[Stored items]

++++++++++++++++++++

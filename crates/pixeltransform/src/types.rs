use std::ffi::c_void;
use std::fmt;
use std::ptr::NonNull;
use std::result::Result as StdResult;
use std::sync::Arc;

use raw_window_handle::{
    AndroidNdkWindowHandle, HandleError, HasWindowHandle, RawWindowHandle, WebWindowHandle,
    WindowHandle,
};

use crate::error::ParseValueError;

/// Width and height of an image or surface in physical pixels.
#[derive(Debug, Clone, Copy, PartialEq, Eq, Hash, Default)]
pub struct Extent {
    pub width: u32,
    pub height: u32,
}

impl Extent {
    pub const fn new(width: u32, height: u32) -> Self {
        Self { width, height }
    }

    /// Builds an extent from the signed integers a calling layer hands over.
    /// Negative values collapse to zero, which makes the extent invalid.
    pub fn from_signed(width: i32, height: i32) -> Self {
        Self {
            width: width.max(0) as u32,
            height: height.max(0) as u32,
        }
    }

    /// An extent is drawable only when both dimensions are non-zero.
    pub fn is_valid(&self) -> bool {
        self.width > 0 && self.height > 0
    }

    /// Swaps width and height, as happens when a frame is rotated by 90 or 270 degrees.
    pub fn transposed(&self) -> Self {
        Self {
            width: self.height,
            height: self.width,
        }
    }
}

impl fmt::Display for Extent {
    fn fmt(&self, f: &mut fmt::Formatter<'_>) -> fmt::Result {
        write!(f, "{}x{}", self.width, self.height)
    }
}

/// Pixel layouts a producer may write into an input surface.
///
/// The discriminants match the image format codes used by platform image
/// readers, so raw integers from a calling layer convert directly.
#[derive(Debug, Clone, Copy, PartialEq, Eq, Hash, Default)]
pub enum PixelFormat {
    #[default]
    Rgba8888,
    Rgbx8888,
    Rgb888,
    Rgb565,
    Private,
    Yuv420,
}

impl PixelFormat {
    pub fn raw(self) -> i32 {
        match self {
            PixelFormat::Rgba8888 => 1,
            PixelFormat::Rgbx8888 => 2,
            PixelFormat::Rgb888 => 3,
            PixelFormat::Rgb565 => 4,
            PixelFormat::Private => 0x22,
            PixelFormat::Yuv420 => 0x23,
        }
    }

    /// Bytes needed to hold one frame of `extent` in this format.
    ///
    /// `Private` buffers are opaque to the CPU and report zero.
    pub fn frame_len(self, extent: Extent) -> usize {
        let pixels = extent.width as usize * extent.height as usize;
        match self {
            PixelFormat::Rgba8888 | PixelFormat::Rgbx8888 => pixels * 4,
            PixelFormat::Rgb888 => pixels * 3,
            PixelFormat::Rgb565 => pixels * 2,
            PixelFormat::Yuv420 => pixels + pixels / 2,
            PixelFormat::Private => 0,
        }
    }
}

impl TryFrom<i32> for PixelFormat {
    type Error = ParseValueError;

    fn try_from(value: i32) -> StdResult<Self, Self::Error> {
        match value {
            1 => Ok(PixelFormat::Rgba8888),
            2 => Ok(PixelFormat::Rgbx8888),
            3 => Ok(PixelFormat::Rgb888),
            4 => Ok(PixelFormat::Rgb565),
            0x22 => Ok(PixelFormat::Private),
            0x23 => Ok(PixelFormat::Yuv420),
            _ => Err(ParseValueError::new("pixel format", value)),
        }
    }
}

/// Spatial mapping from the source frame onto the presentation surface.
#[derive(Debug, Clone, Copy, PartialEq, Eq, Hash, Default)]
pub enum VideoGravity {
    /// Preserve aspect ratio and letterbox (fit).
    #[default]
    ResizeAspect,
    /// Preserve aspect ratio and crop (fill).
    ResizeAspectFill,
    /// Ignore aspect ratio and cover the surface exactly (stretch).
    Resize,
}

impl TryFrom<i32> for VideoGravity {
    type Error = ParseValueError;

    fn try_from(value: i32) -> StdResult<Self, Self::Error> {
        match value {
            0 => Ok(VideoGravity::ResizeAspect),
            1 => Ok(VideoGravity::ResizeAspectFill),
            2 => Ok(VideoGravity::Resize),
            _ => Err(ParseValueError::new("video gravity", value)),
        }
    }
}

/// Rotation applied to the source frame before gravity, clockwise.
#[derive(Debug, Clone, Copy, PartialEq, Eq, Hash, Default)]
pub enum ImageOrientation {
    #[default]
    Up,
    Right,
    Down,
    Left,
}

impl ImageOrientation {
    pub fn degrees(self) -> u32 {
        match self {
            ImageOrientation::Up => 0,
            ImageOrientation::Right => 90,
            ImageOrientation::Down => 180,
            ImageOrientation::Left => 270,
        }
    }

    /// Maps any multiple of 90 degrees back onto an orientation.
    pub fn from_degrees(degrees: u32) -> Self {
        match (degrees / 90) % 4 {
            0 => ImageOrientation::Up,
            1 => ImageOrientation::Right,
            2 => ImageOrientation::Down,
            _ => ImageOrientation::Left,
        }
    }

    /// Composes two clockwise rotations.
    pub fn rotated_by(self, rotation: SurfaceRotation) -> Self {
        Self::from_degrees(self.degrees() + rotation.degrees())
    }

    pub fn is_transposed(self) -> bool {
        matches!(self, ImageOrientation::Right | ImageOrientation::Left)
    }
}

impl TryFrom<i32> for ImageOrientation {
    type Error = ParseValueError;

    fn try_from(value: i32) -> StdResult<Self, Self::Error> {
        match value {
            0 => Ok(ImageOrientation::Up),
            1 => Ok(ImageOrientation::Right),
            2 => Ok(ImageOrientation::Down),
            3 => Ok(ImageOrientation::Left),
            _ => Err(ParseValueError::new("image orientation", value)),
        }
    }
}

/// Sampler policy used when the texture is magnified or minified.
#[derive(Debug, Clone, Copy, PartialEq, Eq, Hash, Default)]
pub enum ResampleFilter {
    Nearest,
    #[default]
    Linear,
}

impl TryFrom<i32> for ResampleFilter {
    type Error = ParseValueError;

    fn try_from(value: i32) -> StdResult<Self, Self::Error> {
        match value {
            0 => Ok(ResampleFilter::Nearest),
            1 => Ok(ResampleFilter::Linear),
            _ => Err(ParseValueError::new("resample filter", value)),
        }
    }
}

/// Physical rotation of the display relative to its natural orientation.
#[derive(Debug, Clone, Copy, PartialEq, Eq, Hash, Default)]
pub enum SurfaceRotation {
    #[default]
    Rotation0,
    Rotation90,
    Rotation180,
    Rotation270,
}

impl SurfaceRotation {
    pub fn degrees(self) -> u32 {
        match self {
            SurfaceRotation::Rotation0 => 0,
            SurfaceRotation::Rotation90 => 90,
            SurfaceRotation::Rotation180 => 180,
            SurfaceRotation::Rotation270 => 270,
        }
    }
}

impl TryFrom<i32> for SurfaceRotation {
    type Error = ParseValueError;

    fn try_from(value: i32) -> StdResult<Self, Self::Error> {
        match value {
            0 => Ok(SurfaceRotation::Rotation0),
            1 => Ok(SurfaceRotation::Rotation90),
            2 => Ok(SurfaceRotation::Rotation180),
            3 => Ok(SurfaceRotation::Rotation270),
            _ => Err(ParseValueError::new("surface rotation", value)),
        }
    }
}

/// Opaque handle to the drawing surface a kernel presents into.
///
/// The pipeline never dereferences the handle; it only carries it from the
/// calling layer to the kernel, which owns the platform surface.
#[derive(Debug, Clone, Copy, PartialEq, Eq, Hash)]
pub struct NativeWindow {
    raw: RawWindowHandle,
}

// The handle is an identifier for a surface owned by the platform; moving it
// between threads does not touch the surface itself.
unsafe impl Send for NativeWindow {}
unsafe impl Sync for NativeWindow {}

impl NativeWindow {
    pub fn from_raw(raw: RawWindowHandle) -> Self {
        Self { raw }
    }

    /// Wraps an `ANativeWindow` pointer.
    pub fn android(window: NonNull<c_void>) -> Self {
        Self::from_raw(RawWindowHandle::AndroidNdk(AndroidNdkWindowHandle::new(
            window,
        )))
    }

    /// Handle for kernels that render offscreen and never touch a platform
    /// window. `id` only distinguishes surfaces from one another.
    pub fn offscreen(id: u32) -> Self {
        Self::from_raw(RawWindowHandle::Web(WebWindowHandle::new(id)))
    }

    pub fn raw(&self) -> RawWindowHandle {
        self.raw
    }
}

impl HasWindowHandle for NativeWindow {
    fn window_handle(&self) -> StdResult<WindowHandle<'_>, HandleError> {
        Ok(unsafe { WindowHandle::borrow_raw(self.raw) })
    }
}

/// Opaque handle to the asset bundle kernels load shader binaries from.
#[derive(Debug, Clone, Copy, PartialEq, Eq, Hash)]
pub struct AssetManager(NonNull<c_void>);

unsafe impl Send for AssetManager {}
unsafe impl Sync for AssetManager {}

impl AssetManager {
    pub fn from_ptr(ptr: NonNull<c_void>) -> Self {
        Self(ptr)
    }

    pub fn as_ptr(&self) -> *mut c_void {
        self.0.as_ptr()
    }
}

/// Identifies the allocation behind a hardware buffer.
///
/// Buffers produced by the same reader generation share extent and format and
/// can reuse one GPU import; a new generation always needs a rebind.
#[derive(Debug, Clone, Copy, PartialEq, Eq, Hash)]
pub struct AllocationKey {
    pub generation: u64,
    pub extent: Extent,
    pub format: PixelFormat,
}

/// One decoded frame shared between the producer and the GPU.
///
/// Cloning is cheap; all clones refer to the same pixel storage.
#[derive(Clone)]
pub struct HardwareBuffer {
    inner: Arc<BufferInner>,
}

struct BufferInner {
    id: u64,
    allocation: AllocationKey,
    timestamp_nanos: i64,
    pixels: Arc<[u8]>,
}

impl HardwareBuffer {
    pub fn new(id: u64, allocation: AllocationKey, timestamp_nanos: i64, pixels: Arc<[u8]>) -> Self {
        Self {
            inner: Arc::new(BufferInner {
                id,
                allocation,
                timestamp_nanos,
                pixels,
            }),
        }
    }

    pub fn id(&self) -> u64 {
        self.inner.id
    }

    pub fn allocation(&self) -> AllocationKey {
        self.inner.allocation
    }

    pub fn extent(&self) -> Extent {
        self.inner.allocation.extent
    }

    pub fn format(&self) -> PixelFormat {
        self.inner.allocation.format
    }

    pub fn timestamp_nanos(&self) -> i64 {
        self.inner.timestamp_nanos
    }

    pub fn pixels(&self) -> &[u8] {
        &self.inner.pixels
    }
}

impl fmt::Debug for HardwareBuffer {
    fn fmt(&self, f: &mut fmt::Formatter<'_>) -> fmt::Result {
        f.debug_struct("HardwareBuffer")
            .field("id", &self.inner.id)
            .field("allocation", &self.inner.allocation)
            .field("timestamp_nanos", &self.inner.timestamp_nanos)
            .field("len", &self.inner.pixels.len())
            .finish()
    }
}

#[cfg(test)]
mod tests {
    use super::*;

    #[test]
    fn raw_codes_round_trip_through_enums() {
        assert_eq!(VideoGravity::try_from(1).unwrap(), VideoGravity::ResizeAspectFill);
        assert_eq!(ImageOrientation::try_from(3).unwrap(), ImageOrientation::Left);
        assert_eq!(PixelFormat::try_from(0x23).unwrap(), PixelFormat::Yuv420);
        assert_eq!(PixelFormat::Yuv420.raw(), 0x23);
        assert!(ResampleFilter::try_from(7).is_err());
        assert!(SurfaceRotation::try_from(-1).is_err());
    }

    #[test]
    fn orientation_composes_with_surface_rotation() {
        let composed = ImageOrientation::Left.rotated_by(SurfaceRotation::Rotation180);
        assert_eq!(composed, ImageOrientation::Right);
        assert!(composed.is_transposed());
        assert_eq!(
            ImageOrientation::Up.rotated_by(SurfaceRotation::Rotation0),
            ImageOrientation::Up
        );
    }

    #[test]
    fn negative_extent_is_invalid() {
        let extent = Extent::from_signed(-4, 1080);
        assert_eq!(extent.width, 0);
        assert!(!extent.is_valid());
        assert_eq!(Extent::new(1920, 1080).transposed(), Extent::new(1080, 1920));
    }

    #[test]
    fn frame_len_tracks_format() {
        let extent = Extent::new(4, 2);
        assert_eq!(PixelFormat::Rgba8888.frame_len(extent), 32);
        assert_eq!(PixelFormat::Yuv420.frame_len(extent), 12);
        assert_eq!(PixelFormat::Private.frame_len(extent), 0);
    }
}
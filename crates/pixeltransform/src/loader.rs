//! Runtime discovery of the graphics API.
//!
//! A pipeline is only supported when the system graphics loader can be opened
//! and the kernel reports the features it needs. Loading is attempted once per
//! loader and the outcome is cached.

#[cfg(feature = "vulkan")]
pub use vulkan::{VulkanLoader, VulkanProbe};

pub trait DynamicLoader: Send + Sync {
    /// Opens the graphics runtime. Cheap after the first call.
    fn load(&self) -> bool;
}

/// Loader with a fixed answer, for hosts that link the runtime statically or
/// know up front that it is missing.
#[derive(Debug, Clone, Copy, PartialEq, Eq)]
pub struct StaticLoader(pub bool);

impl DynamicLoader for StaticLoader {
    fn load(&self) -> bool {
        self.0
    }
}

#[cfg(feature = "vulkan")]
mod vulkan {
    use std::ffi::CStr;
    use std::sync::OnceLock;

    use ash::vk;
    use tracing::{debug, warn};

    use super::DynamicLoader;
    use crate::error::LoaderError;

    const DEFAULT_EXTENSIONS: &[&str] = &["VK_KHR_surface"];

    /// What the system Vulkan loader reported.
    #[derive(Debug, Clone, PartialEq, Eq)]
    pub struct VulkanProbe {
        pub api_version: u32,
        pub extensions: Vec<String>,
    }

    impl VulkanProbe {
        pub fn version_string(&self) -> String {
            format!(
                "{}.{}.{}",
                vk::api_version_major(self.api_version),
                vk::api_version_minor(self.api_version),
                vk::api_version_patch(self.api_version),
            )
        }
    }

    /// Opens `libvulkan` at runtime and checks for the instance extensions a
    /// presenting kernel needs.
    #[derive(Debug)]
    pub struct VulkanLoader {
        required_extensions: Vec<String>,
        probe: OnceLock<Result<VulkanProbe, LoaderError>>,
    }

    impl Default for VulkanLoader {
        fn default() -> Self {
            Self::new()
        }
    }

    impl VulkanLoader {
        pub fn new() -> Self {
            Self::with_required_extensions(DEFAULT_EXTENSIONS.iter().map(|name| name.to_string()))
        }

        pub fn with_required_extensions(extensions: impl IntoIterator<Item = String>) -> Self {
            Self {
                required_extensions: extensions.into_iter().collect(),
                probe: OnceLock::new(),
            }
        }

        pub fn probe(&self) -> &Result<VulkanProbe, LoaderError> {
            self.probe
                .get_or_init(|| probe_loader(&self.required_extensions))
        }

        /// One line summary suitable for logs and `inspect` output.
        pub fn describe(&self) -> String {
            match self.probe() {
                Ok(probe) => format!(
                    "vulkan {} ({} instance extensions)",
                    probe.version_string(),
                    probe.extensions.len()
                ),
                Err(err) => format!("vulkan unavailable: {err}"),
            }
        }
    }

    impl DynamicLoader for VulkanLoader {
        fn load(&self) -> bool {
            self.probe().is_ok()
        }
    }

    fn probe_loader(required: &[String]) -> Result<VulkanProbe, LoaderError> {
        let entry = unsafe {
            // SAFETY: The entry is only used inside this function and every
            // call below completes before it is dropped.
            ash::Entry::load()
        }
        .map_err(|err| LoaderError::Unavailable(err.to_string()))?;

        let api_version = unsafe {
            // SAFETY: Entry is valid, this only queries the loader version.
            entry.try_enumerate_instance_version()
        }
        .map_err(|err| LoaderError::Query(err.to_string()))?
        .unwrap_or(vk::API_VERSION_1_0);

        let properties = unsafe {
            // SAFETY: Entry is valid, this enumerates available instance extensions.
            entry.enumerate_instance_extension_properties(None)
        }
        .map_err(|err| LoaderError::Query(err.to_string()))?;

        let extensions: Vec<String> = properties
            .iter()
            .map(|ext| {
                let name = unsafe {
                    // SAFETY: ExtensionProperties.extension_name is a null-terminated
                    // C string filled by the Vulkan loader.
                    CStr::from_ptr(ext.extension_name.as_ptr())
                };
                name.to_string_lossy().into_owned()
            })
            .collect();

        if let Some(missing) = required
            .iter()
            .find(|name| !extensions.iter().any(|ext| ext == *name))
        {
            warn!(extension = %missing, "vulkan loader lacks required extension");
            return Err(LoaderError::MissingExtension(missing.clone()));
        }

        let probe = VulkanProbe {
            api_version,
            extensions,
        };
        debug!(
            version = %probe.version_string(),
            extensions = probe.extensions.len(),
            "vulkan loader opened"
        );
        Ok(probe)
    }

}

#[cfg(test)]
mod tests {
    use super::*;

    #[test]
    fn static_loader_reports_its_answer() {
        assert!(StaticLoader(true).load());
        assert!(!StaticLoader(false).load());
    }
}
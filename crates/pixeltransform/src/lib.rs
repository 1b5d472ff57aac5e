//! Vsync-paced pipeline that moves decoded frames onto a presentation surface.
//!
//! A producer writes frames into an [`InputSurface`]. Once per display refresh
//! the render thread takes the newest frame, binds it to the swapchain through
//! a [`Texture`], and asks the [`Kernel`] to draw it with the configured
//! gravity, orientation, and sampling filter. The overall flow is:
//!
//! ```text
//!   producer ──▶ InputSurface ──▶ ImageReader (latest wins)
//!                                      │
//!   FrameClock tick ──▶ FpsController ─┴─▶ Texture::set_up ──▶ Kernel::draw_frame
//!                                                               │
//!                                         update_at + layout_at ◀┘ (per image)
//! ```
//!
//! [`PixelTransform`] owns the pieces and the render thread. It starts once
//! both an input and a surface exist and stops when the surface goes away.
//! [`HeadlessKernel`], [`SharedImageReader`], and the clocks in [`clock`] let
//! the whole pipeline run without a display.

use std::sync::{Mutex, MutexGuard, PoisonError};

pub mod clock;
mod error;
mod fps;
pub mod kernel;
mod layout;
pub mod loader;
mod reader;
mod stats;
mod texture;
mod transform;
mod types;

pub use clock::{channel_clock, ChannelFrameClock, FrameClock, FrameClockHandle, FrameTick, VsyncClock};
pub use error::{
    FrameError, LoaderError, ParseValueError, ReaderError, SurfaceError, TransformError,
};
pub use fps::FpsController;
pub use kernel::{DrawOutcome, HeadlessKernel, ImportedImage, Kernel, PresentedFrame, SwapchainInfo};
pub use layout::{compute_layout, QuadLayout, Vertex};
pub use loader::{DynamicLoader, StaticLoader};
#[cfg(feature = "vulkan")]
pub use loader::{VulkanLoader, VulkanProbe};
pub use reader::{ImageReader, InputSurface, SharedImageReader};
pub use stats::FrameStats;
pub use texture::Texture;
pub use transform::PixelTransform;
pub use types::{
    AllocationKey, AssetManager, Extent, HardwareBuffer, ImageOrientation, NativeWindow,
    PixelFormat, ResampleFilter, SurfaceRotation, VideoGravity,
};

/// Locks `mutex`, carrying on with the data if a holder panicked.
pub(crate) fn lock<T>(mutex: &Mutex<T>) -> MutexGuard<'_, T> {
    mutex.lock().unwrap_or_else(PoisonError::into_inner)
}
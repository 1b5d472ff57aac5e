use pixelconfig::{Filter, FrameFormat, Gravity, Rotation};
use pixeltransform::{ImageOrientation, PixelFormat, ResampleFilter, SurfaceRotation, VideoGravity};

pub fn video_gravity(gravity: Gravity) -> VideoGravity {
    match gravity {
        Gravity::Fit => VideoGravity::ResizeAspect,
        Gravity::Fill => VideoGravity::ResizeAspectFill,
        Gravity::Stretch => VideoGravity::Resize,
    }
}

pub fn resample_filter(filter: Filter) -> ResampleFilter {
    match filter {
        Filter::Nearest => ResampleFilter::Nearest,
        Filter::Linear => ResampleFilter::Linear,
    }
}

pub fn pixel_format(format: FrameFormat) -> PixelFormat {
    match format {
        FrameFormat::Rgba8888 => PixelFormat::Rgba8888,
        FrameFormat::Rgbx8888 => PixelFormat::Rgbx8888,
        FrameFormat::Rgb888 => PixelFormat::Rgb888,
        FrameFormat::Rgb565 => PixelFormat::Rgb565,
        FrameFormat::Yuv420 => PixelFormat::Yuv420,
    }
}

pub fn image_orientation(rotation: Rotation) -> ImageOrientation {
    ImageOrientation::from_degrees(rotation.degrees())
}

pub fn surface_rotation(rotation: Rotation) -> SurfaceRotation {
    match rotation {
        Rotation::Deg0 => SurfaceRotation::Rotation0,
        Rotation::Deg90 => SurfaceRotation::Rotation90,
        Rotation::Deg180 => SurfaceRotation::Rotation180,
        Rotation::Deg270 => SurfaceRotation::Rotation270,
    }
}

++++++++++++++++++++

§ Exercise aim
In the entries above, find the line with "it from the" and the line with "the surface itself.", then restate word for word both of them and every line between, with nothing more.

§ Answer
/// The pipeline never dereferences the handle; it only carries it from the
/// calling layer to the kernel, which owns the platform surface.
#[derive(Debug, Clone, Copy, PartialEq, Eq, Hash)]
pub struct NativeWindow {
    raw: RawWindowHandle,
}

// The handle is an identifier for a surface owned by the platform; moving it
// between threads does not touch the surface itself.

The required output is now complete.